Task: Your response should contain each line of the data that includes "enum".

┏━━

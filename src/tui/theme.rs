//! Colour tokens and the `NO_COLOR` accessibility hook.

#![allow(missing_docs)]

use std::env;

use crossterm::style::{Color, Stylize};

use crate::design::factors::BoxColor;

/// Color output mode for compatibility with `NO_COLOR` and terminal policies.
#[derive(Debug, Clone, Copy, PartialEq, Eq)]
pub enum ColorMode {
    Enabled,
    Disabled,
}

/// Accessibility knobs consumed by the renderer.
#[derive(Debug, Clone, Copy, PartialEq, Eq)]
pub struct AccessibilityProfile {
    pub color: ColorMode,
}

impl Default for AccessibilityProfile {
    fn default() -> Self {
        Self {
            color: ColorMode::Enabled,
        }
    }
}

impl AccessibilityProfile {
    #[must_use]
    pub const fn from_no_color_flag(no_color: bool) -> Self {
        Self {
            color: if no_color {
                ColorMode::Disabled
            } else {
                ColorMode::Enabled
            },
        }
    }

    #[must_use]
    pub fn from_environment() -> Self {
        let no_color = env::var_os("NO_COLOR").is_some();
        Self::from_no_color_flag(no_color)
    }

    #[must_use]
    pub const fn no_color(self) -> bool {
        matches!(self.color, ColorMode::Disabled)
    }
}

/// Semantic text roles.
#[derive(Debug, Clone, Copy, PartialEq, Eq)]
pub enum SemanticToken {
    Prompt,
    Emphasis,
    Muted,
}

/// Concrete colours for beads and text roles.
#[derive(Debug, Clone, Copy, PartialEq, Eq)]
pub struct Theme {
    pub accessibility: AccessibilityProfile,
    pub green: Color,
    pub blue: Color,
    pub prompt: Color,
    pub emphasis: Color,
    pub muted: Color,
}

impl Theme {
    #[must_use]
    pub const fn new(accessibility: AccessibilityProfile) -> Self {
        Self {
            accessibility,
            green: Color::Green,
            blue: Color::Blue,
            prompt: Color::Yellow,
            emphasis: Color::White,
            muted: Color::DarkGrey,
        }
    }

    #[must_use]
    pub const fn bead_color(&self, color: BoxColor) -> Color {
        match color {
            BoxColor::Green => self.green,
            BoxColor::Blue => self.blue,
        }
    }

    /// One bead glyph: a coloured dot, or the colour's initial without colour.
    #[must_use]
    pub fn bead(&self, color: BoxColor) -> String {
        if self.accessibility.no_color() {
            match color {
                BoxColor::Green => "G".to_string(),
                BoxColor::Blue => "B".to_string(),
            }
        } else {
            "●".with(self.bead_color(color)).to_string()
        }
    }

    /// Empty slot in the visual record.
    #[must_use]
    pub fn empty_slot(&self) -> String {
        if self.accessibility.no_color() {
            ".".to_string()
        } else {
            "○".with(self.muted).to_string()
        }
    }

    /// `text` painted in the colour of `color`'s box.
    #[must_use]
    pub fn tinted(&self, text: &str, color: BoxColor) -> String {
        if self.accessibility.no_color() {
            text.to_string()
        } else {
            text.with(self.bead_color(color)).to_string()
        }
    }

    #[must_use]
    pub fn token(&self, text: &str, token: SemanticToken) -> String {
        if self.accessibility.no_color() {
            return text.to_string();
        }
        match token {
            SemanticToken::Prompt => text.with(self.prompt).to_string(),
            SemanticToken::Emphasis => text.with(self.emphasis).bold().to_string(),
            SemanticToken::Muted => text.with(self.muted).to_string(),
        }
    }
}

┗━━

Your response:
pub enum ColorMode {
pub enum SemanticToken {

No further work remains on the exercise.